PKPU & BANKRUPTCY

Suspension of Debt Payment Obligations & Bankruptcy Proceedings

Legal Services

Suspension of Debt Payment Obligations (PKPU)

PKPU is a mechanism utilized by both Debtors and Creditors when a Debtor is deemed unable or expected to no longer be able to proceed with the repayment of its matured and collectible debts. The primary objective is to reach a composition plan—encompassing offers for partial or full debt settlement to Creditors—so that the Debtor can avoid bankruptcy, as mandated by the provisions of Article 222 in conjunction with Article 228 paragraph (5) of Law No. 37 of 2004 concerning Bankruptcy and Suspension of Debt Payment Obligations.

Furthermore, PKPU can be understood as a specific timeline or moratorium granted by the Law via a Commercial Court judgment. Within this period, Creditors and Debtors are given an equitable opportunity to deliberate on payment methods for all or a portion of the debts, including corporate or financial debt restructuring if necessary.

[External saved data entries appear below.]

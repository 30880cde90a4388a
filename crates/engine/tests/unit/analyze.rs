use super::*;
use ir::{ListKind, NodeKind, Position, Span, TreeBuilder};
use std::sync::{Arc, Mutex};

const RULES: &str = r#"rules:
- id: eval.any
  message: eval of $X
  languages: [generic, js]
  pattern: eval($X)
- id: js.only
  message: m
  languages: js
  pattern: console.log(...)
"#;

#[test]
fn reports_follow_input_order() {
    let rs = rules(RULES);
    let trees = vec![
        program("eval(a);"),
        program("noop();"),
        program("eval(b); eval(c);"),
    ];
    let reports = analyze_trees(&trees, &rs, &EngineConfig::default(), None);
    let paths: Vec<&str> = reports.iter().map(|r| r.path.as_str()).collect();
    let expected: Vec<&str> = trees.iter().map(|t| t.path()).collect();
    assert_eq!(paths, expected);
    let counts: Vec<usize> = reports.iter().map(|r| r.findings().count()).collect();
    assert_eq!(counts, vec![1, 0, 2]);
}

#[test]
fn rules_are_filtered_by_language() {
    let rs = rules(RULES);
    let generic = analyze_tree(&program("console.log(1);"), &rs, &EngineConfig::default(), None);
    let ids: Vec<&str> = generic.rules.iter().map(|r| r.rule_id.as_str()).collect();
    assert_eq!(ids, vec!["eval.any"]);

    let js = parsers::parse_source(
        parsers::Language::JavaScript,
        "app.js",
        "console.log(token);\neval(input);\n",
    )
    .unwrap();
    let report = analyze_tree(&js, &rs, &EngineConfig::default(), None);
    assert_eq!(report.rules.len(), 2);
    let found: Vec<(&str, usize)> = report
        .findings()
        .map(|f| (f.rule_id.as_str(), f.location.start_line))
        .collect();
    assert_eq!(found, vec![("eval.any", 2), ("js.only", 1)]);
}

#[test]
fn unknown_language_runs_no_rules() {
    let span = Span::empty_at(Position::new(1, 1, 0));
    let mut b = TreeBuilder::new("x.cob", "cobol", "");
    let root = b.leaf(NodeKind::List(ListKind::Program), span).unwrap();
    let tree = b.finish(root).unwrap();
    let report = analyze_tree(&tree, &rules(RULES), &EngineConfig::default(), None);
    assert!(report.rules.is_empty());
}

#[test]
fn findings_have_stable_ids() {
    let rs = rules(RULES);
    let tree = program("eval(a);\neval(a);");
    let first: Vec<Finding> = analyze_tree(&tree, &rs, &EngineConfig::default(), None)
        .findings()
        .cloned()
        .collect();
    let again: Vec<Finding> = analyze_tree(&tree, &rs, &EngineConfig::default(), None)
        .findings()
        .cloned()
        .collect();
    assert_eq!(first.len(), 2);
    assert_ne!(first[0].id, first[1].id);
    assert_eq!(first, again);
    assert_eq!(first[0].id.len(), 64);
}

#[test]
fn metrics_summarize_reports() {
    let rs = rules(RULES);
    let trees = vec![program("eval(a);"), program("eval(b); eval(c);")];
    let reports = analyze_trees(&trees, &rs, &EngineConfig::default(), None);
    let metrics = EngineMetrics::from_reports(&reports);
    assert_eq!(metrics.findings, 3);
    assert_eq!(metrics.file_times_ms.len(), 2);
    assert_eq!(metrics.cache_misses, 2);
    assert_eq!(metrics.timeouts, 0);
}

struct Recorder(Arc<Mutex<Vec<DebugEvent>>>);

impl DebugSink for Recorder {
    fn event(&self, event: DebugEvent) {
        self.0.lock().unwrap().push(event);
    }
}

#[test]
fn debug_sink_sees_attempts_and_results() {
    let events = Arc::new(Mutex::new(Vec::new()));
    set_debug_sink(Some(Box::new(Recorder(Arc::clone(&events)))));
    let rs = rules(
        r#"rules:
- id: debug.sink.rule
  message: m
  pattern: probe()
"#,
    );
    let tree = program("probe();");
    analyze_tree(&tree, &rs, &EngineConfig::default(), None);
    set_debug_sink(None);

    let events = events.lock().unwrap();
    let mine: Vec<&DebugEvent> = events
        .iter()
        .filter(|e| match e {
            DebugEvent::MatchAttempt { rule_id, .. } | DebugEvent::MatchResult { rule_id, .. } => {
                rule_id == "debug.sink.rule"
            }
            _ => false,
        })
        .collect();
    assert_eq!(mine.len(), 2);
    assert!(matches!(mine[0], DebugEvent::MatchAttempt { .. }));
    assert!(matches!(
        mine[1],
        DebugEvent::MatchResult {
            findings: 1,
            cached: false,
            ..
        }
    ));
}

#[test]
fn message_interpolation_leaves_unknown_names() {
    let mut bindings = std::collections::BTreeMap::new();
    bindings.insert(
        "X".to_string(),
        BoundValue {
            text: "user".into(),
            location: ir::Location::resolve(&program("user;"), Span::default()),
        },
    );
    assert_eq!(interpolate("$X and $XY, $x, $ and $X1", &bindings), "user and $XY, $x, $ and $X1");
    assert_eq!(interpolate("cost: $X$X", &bindings), "cost: useruser");
}

#[test]
fn same_range_with_different_bindings_stays_separate() {
    let found = findings(
        r#"rules:
- id: either.call
  message: called with $X
  pattern-either:
    - pattern: f($X)
    - pattern: f(1)
"#,
        "f(1);",
    );
    assert_eq!(found.len(), 2);
    assert_eq!(found[0].location, found[1].location);
    assert_ne!(found[0].id, found[1].id);
    let messages: Vec<&str> = found.iter().map(|f| f.message.as_str()).collect();
    assert!(messages.contains(&"called with 1"));
    assert!(found.iter().any(|f| f.bindings.get("X").map(|b| b.text.as_str()) == Some("1")));
}

#[test]
fn dedup_keeps_one_finding_per_environment() {
    let found = findings(
        r#"rules:
- id: pair.args
  message: m
  patterns:
    - pattern: pair($X, $Y)
    - pattern-either:
      - pattern: pair(a, ...)
      - pattern: pair(..., b)
"#,
        "pair(a, b);",
    );
    assert_eq!(found.len(), 1);
    assert_eq!(found[0].bindings["X"].text, "a");
    assert_eq!(found[0].bindings["Y"].text, "b");
}

#[test]
fn thread_count_does_not_change_results() {
    let rs = rules(RULES);
    let trees: Vec<ir::Tree> = (0..8).map(|_| program("eval(a); eval(b);")).collect();
    let cfg = EngineConfig {
        threads: Some(1),
        ..EngineConfig::default()
    };
    let reports = analyze_trees(&trees, &rs, &cfg, None);
    assert_eq!(reports.len(), 8);
    assert!(reports.iter().all(|r| r.findings().count() == 2));
}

The milestone to be achieved through this PKPU process is a constructive follow-up action and a demonstrated reaction of good faith from the Debtor to settle its liabilities, securing a ratified composition plan so the Debtor does not face forced bankruptcy liquidation.

Legal consequences of PKPU on the Debtor's assets or estate: During the Debtor's PKPU, the Debtor retains the right to manage and administer their own corporate property or assets, provided they obtain the explicit authorization or joint approval from the appointed Administrator (Pengurus) or Receiver, pursuant to Article 240 of Law No. 37 of 2004.

However, upon the expiration of the temporary or permanent moratorium period—even after being extended up to the absolute statutory limit of 270 (two hundred and seventy) days—should the Debtor fail to fulfill its structured obligations to the Creditors, the Commercial Court will formally declare the Debtor "Bankrupt" (Pailit). Under Article 235 paragraph (1) of Law No. 37 of 2004, no legal remedies or appeals can be initiated against this declaration of bankruptcy.

What are the strategic legal benefits of PKPU for Creditors and Clients?

  1. 1

    Instigates an immediate legal reaction and compels accountability from an otherwise unresponsive Debtor to perform in good faith.

  2. 2

    Establishes clear legal distinction between a Debtor that is unwilling to pay and one that is genuinely unable to pay, which is systematically evaluated during the granted extension period.

  3. 3

    Provides rigid legal certainty and robust protection for Creditors looking to recover their commercial rights regarding existing accounts receivable from the Debtor.

  4. 4

    Prevents severe financial losses and premature non-performing loan write-offs (W.O.) that could otherwise degrade the company’s profit-and-loss sheet performance.

In addition to Creditor representation, our firm is highly experienced in acting as Retained Counsel for Debtors facing PKPU petitions from Creditors. We provide strategic defense, lead high-stakes settlement negotiations, conduct comprehensive reviews of commercial agreements within the PKPU process, offer peak legal opinions, and aggressively defend the Client’s interests across all Creditors' General Meetings.

Bankruptcy (Kepailitan)

Bankruptcy is a general attachment (sita umum) placed over all assets and wealth belonging to a bankrupt Debtor. The management, administration, and eventual liquidation of these assets are systematically carried out by a court-appointed Receiver (Kurator) under the direct oversight of a Supervisory Judge (Hakim Pengawas) as strictly regulated by statutory law.

Bankruptcy serves as a powerful legal avenue to safeguard Creditors by granting statutory certainty in resolving uncollectible debt transactions. It has rapidly evolved into a favored legal route for dispute resolution because its expedited proceedings ensure that the recovery and restoration of Creditors’ financial rights are far more guaranteed compared to standard civil court litigation.

Legal Consequences of a Bankruptcy Declaration Judgment:

  1. 1

    Against a formal judgment declaring bankruptcy, a petition for Cassation may be directly submitted to the Supreme Court of the Republic of Indonesia under Article 11 paragraph 1 of Law No. 37 of 2004.

  2. 2

    The Debtor immediately divests and loses their legal right to manage or administer their corporate assets, as the Commercial Court transfers full administration and settlement rights over the bankrupt estate to the Receiver.

  3. 3

    The Receiver is legally empowered by the Commercial Court to execute all necessary measures regarding the Debtor’s wealth and possesses sole authority to take steps aimed at increasing the overall effectiveness and value of the bankruptcy estate (budel pailit).

  4. 4

    Against a bankruptcy declaration judgment that has already acquired permanent legal force (inkracht), a final petition for Judicial Review (Peninjauan Kembali) may be advanced to the Supreme Court under Article 14 of Law No. 37 of 2004.